§ Instructions to follow
Show all lines from the records below in which the string "routes" is present.

Source data:
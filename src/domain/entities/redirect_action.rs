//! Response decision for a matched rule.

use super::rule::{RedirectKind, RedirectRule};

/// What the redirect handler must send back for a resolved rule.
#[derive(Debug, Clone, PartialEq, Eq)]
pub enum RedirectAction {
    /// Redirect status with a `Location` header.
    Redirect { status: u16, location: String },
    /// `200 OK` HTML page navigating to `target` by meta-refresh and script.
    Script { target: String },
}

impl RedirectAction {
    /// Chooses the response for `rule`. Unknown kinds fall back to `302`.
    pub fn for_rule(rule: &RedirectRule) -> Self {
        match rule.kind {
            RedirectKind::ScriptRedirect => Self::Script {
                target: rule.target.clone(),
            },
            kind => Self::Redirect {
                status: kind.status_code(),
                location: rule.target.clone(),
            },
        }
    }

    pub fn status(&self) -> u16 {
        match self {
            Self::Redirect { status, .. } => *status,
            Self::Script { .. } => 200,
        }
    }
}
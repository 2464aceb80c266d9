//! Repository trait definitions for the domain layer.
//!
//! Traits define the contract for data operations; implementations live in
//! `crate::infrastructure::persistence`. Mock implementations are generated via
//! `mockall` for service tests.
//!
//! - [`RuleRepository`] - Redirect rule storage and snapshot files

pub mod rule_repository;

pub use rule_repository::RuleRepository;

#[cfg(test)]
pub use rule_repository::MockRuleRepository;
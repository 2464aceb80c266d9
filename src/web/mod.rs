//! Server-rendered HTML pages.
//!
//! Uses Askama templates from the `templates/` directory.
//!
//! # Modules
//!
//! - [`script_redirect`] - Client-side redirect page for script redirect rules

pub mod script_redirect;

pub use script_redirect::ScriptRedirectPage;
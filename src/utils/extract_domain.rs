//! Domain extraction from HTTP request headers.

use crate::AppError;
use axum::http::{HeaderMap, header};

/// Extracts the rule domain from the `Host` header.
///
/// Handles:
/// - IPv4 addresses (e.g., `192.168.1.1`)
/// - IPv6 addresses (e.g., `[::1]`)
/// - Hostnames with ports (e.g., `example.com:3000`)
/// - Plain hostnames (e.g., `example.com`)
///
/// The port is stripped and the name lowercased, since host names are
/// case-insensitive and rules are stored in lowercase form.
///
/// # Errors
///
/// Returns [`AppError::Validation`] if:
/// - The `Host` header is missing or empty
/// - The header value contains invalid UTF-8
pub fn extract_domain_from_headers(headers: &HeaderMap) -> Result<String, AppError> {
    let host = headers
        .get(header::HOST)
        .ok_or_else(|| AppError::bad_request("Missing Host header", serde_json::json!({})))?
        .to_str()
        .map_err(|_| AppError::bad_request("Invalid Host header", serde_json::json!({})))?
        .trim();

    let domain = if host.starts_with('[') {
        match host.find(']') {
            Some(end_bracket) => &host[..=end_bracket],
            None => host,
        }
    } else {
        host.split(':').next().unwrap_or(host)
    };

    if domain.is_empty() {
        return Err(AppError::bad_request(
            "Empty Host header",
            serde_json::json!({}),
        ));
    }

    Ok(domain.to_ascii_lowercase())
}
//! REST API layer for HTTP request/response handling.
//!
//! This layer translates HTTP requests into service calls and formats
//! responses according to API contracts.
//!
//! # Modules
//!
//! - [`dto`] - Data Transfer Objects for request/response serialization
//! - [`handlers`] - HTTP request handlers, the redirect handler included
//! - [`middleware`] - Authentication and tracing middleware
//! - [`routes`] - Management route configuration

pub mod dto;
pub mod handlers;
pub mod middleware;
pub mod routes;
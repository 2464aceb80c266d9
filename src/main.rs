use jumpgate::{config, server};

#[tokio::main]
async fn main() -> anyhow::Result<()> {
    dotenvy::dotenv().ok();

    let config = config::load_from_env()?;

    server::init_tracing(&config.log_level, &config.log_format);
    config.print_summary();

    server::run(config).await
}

* * *

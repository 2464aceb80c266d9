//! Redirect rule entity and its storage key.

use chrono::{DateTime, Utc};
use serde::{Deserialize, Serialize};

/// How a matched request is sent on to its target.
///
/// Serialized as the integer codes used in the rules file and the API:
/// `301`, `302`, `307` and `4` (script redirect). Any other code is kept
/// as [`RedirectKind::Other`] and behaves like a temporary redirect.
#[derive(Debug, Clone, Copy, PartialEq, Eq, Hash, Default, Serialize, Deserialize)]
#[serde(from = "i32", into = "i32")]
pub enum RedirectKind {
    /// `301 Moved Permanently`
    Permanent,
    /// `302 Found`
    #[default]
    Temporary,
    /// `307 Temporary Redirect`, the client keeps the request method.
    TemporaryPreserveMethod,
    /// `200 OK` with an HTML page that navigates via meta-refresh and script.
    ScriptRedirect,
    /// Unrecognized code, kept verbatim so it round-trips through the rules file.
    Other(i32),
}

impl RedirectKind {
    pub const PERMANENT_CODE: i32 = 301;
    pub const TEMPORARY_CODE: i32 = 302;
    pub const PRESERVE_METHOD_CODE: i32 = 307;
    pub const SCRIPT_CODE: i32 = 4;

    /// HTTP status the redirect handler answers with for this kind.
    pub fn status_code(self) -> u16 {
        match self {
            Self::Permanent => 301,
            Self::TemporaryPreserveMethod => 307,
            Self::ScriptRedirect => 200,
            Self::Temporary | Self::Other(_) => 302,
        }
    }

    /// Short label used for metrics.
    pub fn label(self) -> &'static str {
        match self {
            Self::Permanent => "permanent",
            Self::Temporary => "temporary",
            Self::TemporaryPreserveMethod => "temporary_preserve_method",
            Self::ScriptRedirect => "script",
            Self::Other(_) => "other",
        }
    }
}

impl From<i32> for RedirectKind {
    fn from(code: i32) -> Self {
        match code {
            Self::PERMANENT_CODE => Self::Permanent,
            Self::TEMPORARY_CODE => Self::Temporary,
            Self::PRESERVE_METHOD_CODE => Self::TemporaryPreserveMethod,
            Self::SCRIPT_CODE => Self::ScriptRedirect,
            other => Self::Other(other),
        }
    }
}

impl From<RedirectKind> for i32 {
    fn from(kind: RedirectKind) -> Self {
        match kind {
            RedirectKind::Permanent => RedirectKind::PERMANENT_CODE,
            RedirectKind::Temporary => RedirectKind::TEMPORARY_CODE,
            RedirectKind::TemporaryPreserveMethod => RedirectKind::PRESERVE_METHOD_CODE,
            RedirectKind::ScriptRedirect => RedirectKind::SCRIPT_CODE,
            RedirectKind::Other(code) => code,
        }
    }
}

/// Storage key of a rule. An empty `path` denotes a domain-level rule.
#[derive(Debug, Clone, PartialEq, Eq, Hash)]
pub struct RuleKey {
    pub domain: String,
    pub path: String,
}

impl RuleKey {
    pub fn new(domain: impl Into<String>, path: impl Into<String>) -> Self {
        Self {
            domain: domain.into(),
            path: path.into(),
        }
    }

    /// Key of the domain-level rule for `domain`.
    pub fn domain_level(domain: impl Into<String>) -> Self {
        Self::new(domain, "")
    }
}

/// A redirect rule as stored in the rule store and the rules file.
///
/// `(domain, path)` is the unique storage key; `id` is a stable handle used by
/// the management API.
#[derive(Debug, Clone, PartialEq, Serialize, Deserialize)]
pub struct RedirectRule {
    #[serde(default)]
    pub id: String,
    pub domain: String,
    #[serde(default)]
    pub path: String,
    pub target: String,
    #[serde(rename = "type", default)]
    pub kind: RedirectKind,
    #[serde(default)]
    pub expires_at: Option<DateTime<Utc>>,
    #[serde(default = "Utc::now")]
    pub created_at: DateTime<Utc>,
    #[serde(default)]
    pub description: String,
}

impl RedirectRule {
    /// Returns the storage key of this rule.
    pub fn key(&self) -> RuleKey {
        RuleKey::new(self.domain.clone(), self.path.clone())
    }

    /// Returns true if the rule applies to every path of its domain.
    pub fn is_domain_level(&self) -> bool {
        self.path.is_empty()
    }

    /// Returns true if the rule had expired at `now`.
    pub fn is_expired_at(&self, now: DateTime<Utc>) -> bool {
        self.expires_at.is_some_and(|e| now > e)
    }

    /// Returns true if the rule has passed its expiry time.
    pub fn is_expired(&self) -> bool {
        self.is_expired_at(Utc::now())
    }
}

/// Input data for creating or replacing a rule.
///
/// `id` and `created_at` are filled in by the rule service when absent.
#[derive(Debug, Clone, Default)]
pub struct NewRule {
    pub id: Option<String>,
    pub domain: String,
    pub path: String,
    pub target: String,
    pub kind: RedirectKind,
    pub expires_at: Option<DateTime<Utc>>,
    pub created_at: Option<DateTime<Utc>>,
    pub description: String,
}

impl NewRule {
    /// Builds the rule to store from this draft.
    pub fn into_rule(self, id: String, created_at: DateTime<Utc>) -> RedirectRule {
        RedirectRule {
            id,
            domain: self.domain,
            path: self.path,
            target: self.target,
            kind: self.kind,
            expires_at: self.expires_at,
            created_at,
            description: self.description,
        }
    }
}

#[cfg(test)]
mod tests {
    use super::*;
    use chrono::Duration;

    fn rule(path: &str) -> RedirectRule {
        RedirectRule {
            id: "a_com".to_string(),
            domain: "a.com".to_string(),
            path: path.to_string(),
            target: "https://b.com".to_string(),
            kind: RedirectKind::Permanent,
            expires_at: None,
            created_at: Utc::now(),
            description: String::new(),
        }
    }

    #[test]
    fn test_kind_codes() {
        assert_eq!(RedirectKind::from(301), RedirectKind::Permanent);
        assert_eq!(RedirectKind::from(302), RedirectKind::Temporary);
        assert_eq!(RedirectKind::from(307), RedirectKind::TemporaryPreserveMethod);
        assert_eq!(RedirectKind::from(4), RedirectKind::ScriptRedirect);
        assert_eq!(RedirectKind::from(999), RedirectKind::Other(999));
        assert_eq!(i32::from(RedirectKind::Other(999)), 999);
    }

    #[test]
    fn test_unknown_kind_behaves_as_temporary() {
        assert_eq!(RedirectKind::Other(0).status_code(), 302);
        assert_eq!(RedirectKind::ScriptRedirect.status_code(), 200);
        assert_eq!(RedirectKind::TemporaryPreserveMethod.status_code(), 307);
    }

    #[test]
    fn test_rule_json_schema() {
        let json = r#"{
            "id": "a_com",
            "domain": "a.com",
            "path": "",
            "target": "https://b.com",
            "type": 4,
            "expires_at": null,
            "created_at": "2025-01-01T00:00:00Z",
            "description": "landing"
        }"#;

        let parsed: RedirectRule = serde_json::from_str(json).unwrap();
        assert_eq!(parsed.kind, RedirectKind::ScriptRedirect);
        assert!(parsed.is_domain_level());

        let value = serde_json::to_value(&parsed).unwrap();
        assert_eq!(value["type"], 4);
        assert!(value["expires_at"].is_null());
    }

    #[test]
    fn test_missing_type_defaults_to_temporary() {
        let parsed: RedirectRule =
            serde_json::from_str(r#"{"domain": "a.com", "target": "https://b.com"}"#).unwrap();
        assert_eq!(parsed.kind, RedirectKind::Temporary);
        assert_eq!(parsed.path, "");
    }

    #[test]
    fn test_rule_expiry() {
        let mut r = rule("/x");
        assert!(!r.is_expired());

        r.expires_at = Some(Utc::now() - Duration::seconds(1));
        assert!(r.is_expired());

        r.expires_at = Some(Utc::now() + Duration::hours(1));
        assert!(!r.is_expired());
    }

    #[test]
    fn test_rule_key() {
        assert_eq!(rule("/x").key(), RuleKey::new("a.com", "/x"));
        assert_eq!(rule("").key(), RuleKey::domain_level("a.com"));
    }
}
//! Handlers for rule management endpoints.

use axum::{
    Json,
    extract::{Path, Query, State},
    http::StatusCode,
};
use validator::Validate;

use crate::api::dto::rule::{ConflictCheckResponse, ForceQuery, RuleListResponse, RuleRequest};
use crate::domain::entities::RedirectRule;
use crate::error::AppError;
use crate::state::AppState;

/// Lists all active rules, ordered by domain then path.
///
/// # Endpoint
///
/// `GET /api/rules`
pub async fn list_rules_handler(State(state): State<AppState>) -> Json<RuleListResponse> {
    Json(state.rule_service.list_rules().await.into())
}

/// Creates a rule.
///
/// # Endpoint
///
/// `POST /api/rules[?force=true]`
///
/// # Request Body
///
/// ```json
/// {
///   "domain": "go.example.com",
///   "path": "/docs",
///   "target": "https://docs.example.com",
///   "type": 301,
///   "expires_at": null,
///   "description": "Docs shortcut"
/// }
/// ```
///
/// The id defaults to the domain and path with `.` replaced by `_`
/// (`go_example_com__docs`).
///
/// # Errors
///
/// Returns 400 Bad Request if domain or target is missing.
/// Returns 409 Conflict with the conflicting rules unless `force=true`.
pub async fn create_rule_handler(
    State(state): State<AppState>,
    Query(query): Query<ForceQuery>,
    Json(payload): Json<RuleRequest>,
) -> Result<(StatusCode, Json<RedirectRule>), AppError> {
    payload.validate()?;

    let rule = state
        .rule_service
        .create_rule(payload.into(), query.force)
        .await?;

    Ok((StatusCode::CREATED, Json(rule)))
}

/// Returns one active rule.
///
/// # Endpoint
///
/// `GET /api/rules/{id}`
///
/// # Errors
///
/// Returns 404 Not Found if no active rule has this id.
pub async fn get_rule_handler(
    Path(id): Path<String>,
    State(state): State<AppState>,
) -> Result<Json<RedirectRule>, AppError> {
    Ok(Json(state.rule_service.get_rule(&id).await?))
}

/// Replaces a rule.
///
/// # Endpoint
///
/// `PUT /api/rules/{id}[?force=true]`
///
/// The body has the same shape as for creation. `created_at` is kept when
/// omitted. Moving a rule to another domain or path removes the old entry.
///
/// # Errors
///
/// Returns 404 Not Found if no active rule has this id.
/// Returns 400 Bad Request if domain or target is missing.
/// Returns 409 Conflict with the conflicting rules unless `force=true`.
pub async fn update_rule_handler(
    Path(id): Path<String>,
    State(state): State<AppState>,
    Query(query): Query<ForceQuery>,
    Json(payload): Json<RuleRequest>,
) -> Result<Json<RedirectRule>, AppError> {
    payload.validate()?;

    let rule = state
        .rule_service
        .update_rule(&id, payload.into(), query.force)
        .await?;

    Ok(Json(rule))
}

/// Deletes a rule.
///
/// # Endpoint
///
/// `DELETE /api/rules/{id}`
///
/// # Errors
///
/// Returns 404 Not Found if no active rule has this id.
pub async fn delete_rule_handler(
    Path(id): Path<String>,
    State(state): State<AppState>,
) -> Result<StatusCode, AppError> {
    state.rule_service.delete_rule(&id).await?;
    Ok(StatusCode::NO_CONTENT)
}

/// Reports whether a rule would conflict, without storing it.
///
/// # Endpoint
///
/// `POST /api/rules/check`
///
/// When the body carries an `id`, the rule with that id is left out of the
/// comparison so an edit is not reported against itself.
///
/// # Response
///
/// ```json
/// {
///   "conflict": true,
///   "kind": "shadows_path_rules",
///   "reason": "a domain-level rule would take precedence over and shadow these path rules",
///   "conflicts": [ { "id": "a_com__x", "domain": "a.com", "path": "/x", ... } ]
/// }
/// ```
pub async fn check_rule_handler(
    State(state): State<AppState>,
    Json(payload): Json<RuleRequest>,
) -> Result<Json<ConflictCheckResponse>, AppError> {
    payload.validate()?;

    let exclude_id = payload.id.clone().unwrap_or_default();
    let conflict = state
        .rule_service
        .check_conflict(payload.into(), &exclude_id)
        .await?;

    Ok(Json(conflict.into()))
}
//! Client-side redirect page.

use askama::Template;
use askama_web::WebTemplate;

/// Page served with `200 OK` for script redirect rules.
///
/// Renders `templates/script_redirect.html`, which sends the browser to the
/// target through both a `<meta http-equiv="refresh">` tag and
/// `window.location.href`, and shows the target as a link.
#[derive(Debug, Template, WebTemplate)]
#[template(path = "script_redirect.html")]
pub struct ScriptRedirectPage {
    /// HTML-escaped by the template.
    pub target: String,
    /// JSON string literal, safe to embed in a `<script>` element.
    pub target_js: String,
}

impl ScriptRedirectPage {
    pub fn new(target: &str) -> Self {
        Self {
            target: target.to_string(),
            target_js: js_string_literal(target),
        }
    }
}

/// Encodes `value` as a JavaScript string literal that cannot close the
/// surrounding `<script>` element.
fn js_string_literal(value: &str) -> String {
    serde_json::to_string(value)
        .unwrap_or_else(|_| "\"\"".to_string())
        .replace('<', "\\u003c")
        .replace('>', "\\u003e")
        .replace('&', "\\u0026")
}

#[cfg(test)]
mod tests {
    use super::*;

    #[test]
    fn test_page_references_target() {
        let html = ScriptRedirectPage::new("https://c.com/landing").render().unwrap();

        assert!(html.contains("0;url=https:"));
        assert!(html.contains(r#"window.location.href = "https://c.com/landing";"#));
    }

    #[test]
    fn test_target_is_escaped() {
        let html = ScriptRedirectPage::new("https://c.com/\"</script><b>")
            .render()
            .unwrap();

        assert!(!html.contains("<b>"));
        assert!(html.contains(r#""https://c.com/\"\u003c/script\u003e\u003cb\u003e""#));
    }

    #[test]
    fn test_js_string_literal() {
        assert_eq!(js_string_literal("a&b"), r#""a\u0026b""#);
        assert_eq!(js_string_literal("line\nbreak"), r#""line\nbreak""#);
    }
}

--

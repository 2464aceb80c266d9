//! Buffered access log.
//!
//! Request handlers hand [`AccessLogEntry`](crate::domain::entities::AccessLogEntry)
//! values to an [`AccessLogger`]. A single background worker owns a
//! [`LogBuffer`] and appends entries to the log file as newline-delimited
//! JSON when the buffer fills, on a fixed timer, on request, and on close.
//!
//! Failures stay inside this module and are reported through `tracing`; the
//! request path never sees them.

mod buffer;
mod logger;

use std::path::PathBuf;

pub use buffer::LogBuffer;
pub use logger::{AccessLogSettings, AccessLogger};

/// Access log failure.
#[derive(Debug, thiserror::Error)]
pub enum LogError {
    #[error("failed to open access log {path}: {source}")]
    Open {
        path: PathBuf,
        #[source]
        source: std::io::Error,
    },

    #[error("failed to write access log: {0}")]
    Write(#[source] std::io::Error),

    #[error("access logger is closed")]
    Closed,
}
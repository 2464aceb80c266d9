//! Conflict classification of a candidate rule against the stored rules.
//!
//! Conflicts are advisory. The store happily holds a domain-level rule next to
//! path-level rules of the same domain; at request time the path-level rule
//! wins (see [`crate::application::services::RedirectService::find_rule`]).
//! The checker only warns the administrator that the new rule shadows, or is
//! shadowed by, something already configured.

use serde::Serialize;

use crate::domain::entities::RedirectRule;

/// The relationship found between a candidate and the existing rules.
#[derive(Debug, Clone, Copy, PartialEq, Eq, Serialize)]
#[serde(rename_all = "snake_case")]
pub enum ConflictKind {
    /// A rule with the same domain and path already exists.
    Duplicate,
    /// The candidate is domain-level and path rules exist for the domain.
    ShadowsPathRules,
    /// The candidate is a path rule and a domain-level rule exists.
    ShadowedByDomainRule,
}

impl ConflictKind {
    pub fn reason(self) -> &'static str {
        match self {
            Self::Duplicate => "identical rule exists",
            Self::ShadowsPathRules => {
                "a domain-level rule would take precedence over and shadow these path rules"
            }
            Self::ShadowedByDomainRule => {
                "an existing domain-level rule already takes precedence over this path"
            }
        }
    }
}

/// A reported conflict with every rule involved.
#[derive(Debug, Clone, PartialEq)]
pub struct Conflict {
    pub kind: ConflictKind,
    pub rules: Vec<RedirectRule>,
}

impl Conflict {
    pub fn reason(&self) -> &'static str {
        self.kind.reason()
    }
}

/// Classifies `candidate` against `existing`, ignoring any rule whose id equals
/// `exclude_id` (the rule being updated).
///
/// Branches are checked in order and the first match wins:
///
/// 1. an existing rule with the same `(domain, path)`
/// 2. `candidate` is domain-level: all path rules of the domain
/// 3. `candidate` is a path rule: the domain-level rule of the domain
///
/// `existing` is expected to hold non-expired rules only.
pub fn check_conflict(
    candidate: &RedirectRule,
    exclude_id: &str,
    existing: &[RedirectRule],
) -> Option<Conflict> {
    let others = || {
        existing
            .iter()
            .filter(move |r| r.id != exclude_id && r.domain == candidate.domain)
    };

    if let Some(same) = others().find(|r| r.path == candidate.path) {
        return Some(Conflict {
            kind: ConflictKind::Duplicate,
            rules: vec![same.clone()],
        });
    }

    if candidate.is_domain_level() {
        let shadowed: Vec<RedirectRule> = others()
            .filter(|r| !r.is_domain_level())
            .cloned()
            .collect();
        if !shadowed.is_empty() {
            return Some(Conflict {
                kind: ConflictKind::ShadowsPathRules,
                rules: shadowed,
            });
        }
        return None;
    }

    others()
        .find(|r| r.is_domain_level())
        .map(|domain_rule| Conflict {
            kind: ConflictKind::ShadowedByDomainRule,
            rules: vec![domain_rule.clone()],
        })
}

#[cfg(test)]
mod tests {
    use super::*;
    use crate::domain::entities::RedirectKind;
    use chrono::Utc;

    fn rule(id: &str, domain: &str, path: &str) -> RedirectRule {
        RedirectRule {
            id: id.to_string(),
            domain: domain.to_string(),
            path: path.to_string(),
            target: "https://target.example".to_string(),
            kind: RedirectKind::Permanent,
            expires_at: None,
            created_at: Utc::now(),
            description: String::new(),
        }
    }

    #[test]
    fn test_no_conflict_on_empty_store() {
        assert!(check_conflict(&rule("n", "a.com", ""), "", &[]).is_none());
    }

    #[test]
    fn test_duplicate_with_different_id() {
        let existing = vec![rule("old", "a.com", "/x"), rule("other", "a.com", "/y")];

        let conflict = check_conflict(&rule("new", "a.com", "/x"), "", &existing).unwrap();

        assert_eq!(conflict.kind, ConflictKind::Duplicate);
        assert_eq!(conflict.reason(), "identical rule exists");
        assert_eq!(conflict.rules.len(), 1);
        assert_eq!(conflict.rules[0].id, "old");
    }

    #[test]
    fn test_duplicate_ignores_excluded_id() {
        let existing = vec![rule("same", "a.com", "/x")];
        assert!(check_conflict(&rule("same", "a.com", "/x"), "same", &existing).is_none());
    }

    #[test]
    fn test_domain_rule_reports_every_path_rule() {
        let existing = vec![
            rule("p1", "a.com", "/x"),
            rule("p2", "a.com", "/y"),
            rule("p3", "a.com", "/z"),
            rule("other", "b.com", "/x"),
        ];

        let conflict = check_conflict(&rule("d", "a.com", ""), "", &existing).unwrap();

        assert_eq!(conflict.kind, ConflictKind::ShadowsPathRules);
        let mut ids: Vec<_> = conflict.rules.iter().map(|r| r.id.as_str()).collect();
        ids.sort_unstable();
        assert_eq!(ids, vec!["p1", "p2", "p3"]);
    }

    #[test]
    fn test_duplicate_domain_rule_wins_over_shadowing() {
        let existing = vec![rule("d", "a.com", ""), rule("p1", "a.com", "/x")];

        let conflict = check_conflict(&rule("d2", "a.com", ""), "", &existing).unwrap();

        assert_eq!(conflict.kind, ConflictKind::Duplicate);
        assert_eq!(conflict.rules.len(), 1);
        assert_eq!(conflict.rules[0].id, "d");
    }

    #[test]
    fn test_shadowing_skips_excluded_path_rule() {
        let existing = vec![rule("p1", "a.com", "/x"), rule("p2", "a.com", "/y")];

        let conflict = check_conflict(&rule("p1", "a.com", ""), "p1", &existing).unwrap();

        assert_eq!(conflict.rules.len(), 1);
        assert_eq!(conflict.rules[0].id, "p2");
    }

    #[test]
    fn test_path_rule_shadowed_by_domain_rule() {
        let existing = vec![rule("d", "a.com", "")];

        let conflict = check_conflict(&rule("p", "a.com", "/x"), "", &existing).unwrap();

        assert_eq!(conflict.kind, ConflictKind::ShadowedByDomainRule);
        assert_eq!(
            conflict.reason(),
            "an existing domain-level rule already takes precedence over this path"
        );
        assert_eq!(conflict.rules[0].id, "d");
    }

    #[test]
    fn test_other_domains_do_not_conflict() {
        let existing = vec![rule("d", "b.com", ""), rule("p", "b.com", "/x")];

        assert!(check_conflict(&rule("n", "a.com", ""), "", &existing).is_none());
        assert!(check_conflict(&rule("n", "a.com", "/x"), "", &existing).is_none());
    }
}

§ Result of this task
//! - [`routes`] - Management route configuration
pub mod routes;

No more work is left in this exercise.